Formal verification solves nothing. You can have a formally verified 100% secure backdoor exploit. (Ultimately it all depends on the semantics of "sysadmin" vs "hacker", who are really just two different roles of the same person.)
This is also why signing code commits isn't a solution, only a way to trace ends when something fucks up.
Formal verification would solve everything. It's just that whoever is using the software actually needs to understand the specification, but when there is some trusted base of I/O primitives (like "read a file"), such things become trivial to check; even Haskell has such things in a limited fashion via SafeHaskell and to an even lesser extent via its IO monad.
The specification for a text editor would be much simpler than an implementation. For example, efficiently searching for a substring is non-trivial, but a specification is easy. So, all that I would be interested in, is a proof that "eval(optimized_substring_search needle haystack) = eval(easy_substring needle haystack)", for example.

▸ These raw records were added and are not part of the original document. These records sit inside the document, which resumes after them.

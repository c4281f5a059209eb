// ABOUTME: Depth-bounded project tree walk that tallies file extensions.
// ABOUTME: Skips VCS, dependency and build-output directories; unreadable subtrees are dropped.

use std::collections::{HashMap, HashSet};
use std::path::Path;
use tracing::debug;
use walkdir::{DirEntry, WalkDir};

/// Directories never entered, whatever their depth.
pub const SKIPPED_DIRS: &[&str] = &[
    ".git",
    ".hg",
    ".svn",
    "node_modules",
    "vendor",
    "target",
    "build",
    "dist",
    "out",
    "bin",
    "obj",
    "__pycache__",
    ".venv",
    "venv",
    ".tox",
    ".mypy_cache",
    ".pytest_cache",
    ".gradle",
    ".idea",
    ".vscode",
    ".next",
];

/// Default walk depth: `root/a/b.py` sits at depth 2.
pub const DEFAULT_MAX_DEPTH: usize = 8;

/// Extension occurrence counts for one scan.
#[derive(Debug, Clone, Default, PartialEq, Eq)]
pub struct ExtensionProfile {
    counts: HashMap<String, usize>,
}

impl ExtensionProfile {
    pub fn record(&mut self, extension: &str) {
        *self.counts.entry(extension.to_string()).or_insert(0) += 1;
    }

    pub fn count(&self, extension: &str) -> usize {
        self.counts.get(extension).copied().unwrap_or(0)
    }

    pub fn contains(&self, extension: &str) -> bool {
        self.counts.contains_key(extension)
    }

    pub fn iter(&self) -> impl Iterator<Item = (&str, usize)> {
        self.counts.iter().map(|(k, v)| (k.as_str(), *v))
    }

    pub fn len(&self) -> usize {
        self.counts.len()
    }

    pub fn is_empty(&self) -> bool {
        self.counts.is_empty()
    }
}

/// Count the extensions of every regular file under `root`.
///
/// Entries deeper than `max_depth` are not visited. Symlinks are followed, as
/// staging does; link loops and other I/O errors only drop the subtree they
/// occur in.
pub fn scan(root: &Path, max_depth: usize) -> ExtensionProfile {
    let mut profile = ExtensionProfile::default();
    for entry in files(root, max_depth) {
        if let Some(ext) = extension_of(&entry) {
            profile.record(&ext);
        }
    }
    debug!(
        root = %root.display(),
        extensions = profile.len(),
        "Scanned project tree"
    );
    profile
}

/// Collect the file names present under `root`, with the same bounds as [`scan`].
pub fn file_names(root: &Path, max_depth: usize) -> HashSet<String> {
    files(root, max_depth)
        .map(|entry| entry.file_name().to_string_lossy().into_owned())
        .collect()
}

fn files(root: &Path, max_depth: usize) -> impl Iterator<Item = DirEntry> {
    WalkDir::new(root)
        .max_depth(max_depth)
        .follow_links(true)
        .into_iter()
        .filter_entry(|e| e.depth() == 0 || !is_skipped_dir(e))
        .filter_map(|entry| match entry {
            Ok(entry) => Some(entry),
            Err(e) => {
                debug!(
                    path = ?e.path(),
                    error = %e,
                    "Skipping unreadable entry"
                );
                None
            }
        })
        .filter(|entry| entry.file_type().is_file())
}

fn is_skipped_dir(entry: &DirEntry) -> bool {
    entry.file_type().is_dir()
        && entry
            .file_name()
            .to_str()
            .is_some_and(|name| SKIPPED_DIRS.contains(&name))
}

fn extension_of(entry: &DirEntry) -> Option<String> {
    let name = entry.file_name().to_string_lossy();
    match name.rsplit_once('.') {
        Some((stem, ext)) if !stem.is_empty() && !ext.is_empty() => Some(ext.to_string()),
        _ => None,
    }
}

#[cfg(test)]
mod tests {
    use super::*;
    use std::fs;
    use tempfile::TempDir;

    fn touch(root: &Path, rel: &str) {
        let path = root.join(rel);
        fs::create_dir_all(path.parent().unwrap()).unwrap();
        fs::write(path, b"").unwrap();
    }

    #[test]
    fn counts_extensions_case_preserved() {
        let dir = TempDir::new().unwrap();
        touch(dir.path(), "main.py");
        touch(dir.path(), "pkg/util.py");
        touch(dir.path(), "Legacy.PY");

        let profile = scan(dir.path(), DEFAULT_MAX_DEPTH);
        assert_eq!(profile.count("py"), 2);
        assert_eq!(profile.count("PY"), 1);
    }

    #[test]
    fn ignores_extensionless_and_dotfiles() {
        let dir = TempDir::new().unwrap();
        touch(dir.path(), "Makefile");
        touch(dir.path(), ".gitignore");
        touch(dir.path(), "trailing.");

        assert!(scan(dir.path(), DEFAULT_MAX_DEPTH).is_empty());
    }

    #[test]
    fn uses_last_dot_only() {
        let dir = TempDir::new().unwrap();
        touch(dir.path(), "bundle.min.js");

        let profile = scan(dir.path(), DEFAULT_MAX_DEPTH);
        assert_eq!(profile.count("js"), 1);
        assert!(!profile.contains("min.js"));
    }

    #[test]
    fn skips_noise_directories() {
        let dir = TempDir::new().unwrap();
        touch(dir.path(), "index.ts");
        touch(dir.path(), "node_modules/lib/index.js");
        touch(dir.path(), "target/debug/build.rs");
        touch(dir.path(), "sub/.git/hooks/pre-commit.sample");

        let profile = scan(dir.path(), DEFAULT_MAX_DEPTH);
        assert_eq!(profile.count("ts"), 1);
        assert!(!profile.contains("js"));
        assert!(!profile.contains("rs"));
        assert!(!profile.contains("sample"));
    }

    #[test]
    fn root_named_like_skip_dir_is_still_scanned() {
        let dir = TempDir::new().unwrap();
        let root = dir.path().join("build");
        touch(&root, "main.go");

        assert_eq!(scan(&root, DEFAULT_MAX_DEPTH).count("go"), 1);
    }

    #[test]
    fn respects_max_depth() {
        let dir = TempDir::new().unwrap();
        touch(dir.path(), "top.py");
        touch(dir.path(), "a/b/c/deep.go");

        let shallow = scan(dir.path(), 2);
        assert!(shallow.contains("py"));
        assert!(!shallow.contains("go"));

        let deep = scan(dir.path(), 4);
        assert!(deep.contains("go"));
    }

    #[test]
    fn file_names_collects_markers() {
        let dir = TempDir::new().unwrap();
        touch(dir.path(), "pom.xml");
        touch(dir.path(), "node_modules/package.json");

        let names = file_names(dir.path(), DEFAULT_MAX_DEPTH);
        assert!(names.contains("pom.xml"));
        assert!(!names.contains("package.json"));
    }

    #[cfg(unix)]
    #[test]
    fn follows_symlinked_sources() {
        let dir = TempDir::new().unwrap();
        let shared = TempDir::new().unwrap();
        touch(shared.path(), "lib/util.go");
        touch(shared.path(), "main.go");
        std::os::unix::fs::symlink(shared.path().join("main.go"), dir.path().join("main.go"))
            .unwrap();
        std::os::unix::fs::symlink(shared.path().join("lib"), dir.path().join("lib")).unwrap();
        std::os::unix::fs::symlink(dir.path(), dir.path().join("loop")).unwrap();

        let profile = scan(dir.path(), DEFAULT_MAX_DEPTH);
        assert_eq!(profile.count("go"), 2);
        assert!(file_names(dir.path(), DEFAULT_MAX_DEPTH).contains("util.go"));
    }

    #[cfg(unix)]
    #[test]
    fn unreadable_subtree_does_not_abort_scan() {
        use std::os::unix::fs::PermissionsExt;

        let dir = TempDir::new().unwrap();
        touch(dir.path(), "ok.py");
        touch(dir.path(), "locked/hidden.go");
        let locked = dir.path().join("locked");
        fs::set_permissions(&locked, fs::Permissions::from_mode(0o000)).unwrap();

        let profile = scan(dir.path(), DEFAULT_MAX_DEPTH);

        fs::set_permissions(&locked, fs::Permissions::from_mode(0o755)).unwrap();
        assert_eq!(profile.count("py"), 1);
    }
}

Obviously, there are many thousands of such theorems that would have to be done to clone Emacs, but at least a new release wouldn't contain bugs anymore (wrongly specifying something would happen, but it's much easier to write a specification of desired behavior than to find the exact bug in some mess from someone else, because it conflates implementation and specification in the first place).
I did understand; it's just that I am way ahead of you.
Your point is that users are too stupid/lazy to comprehend specifications. That is, they won't bother to read that the specification of their formally verified secure version of Google Maps really just copies their credit card data to a random server.
This is also why signing code commits isn't a solution, only a way to trace ends when something fucks up.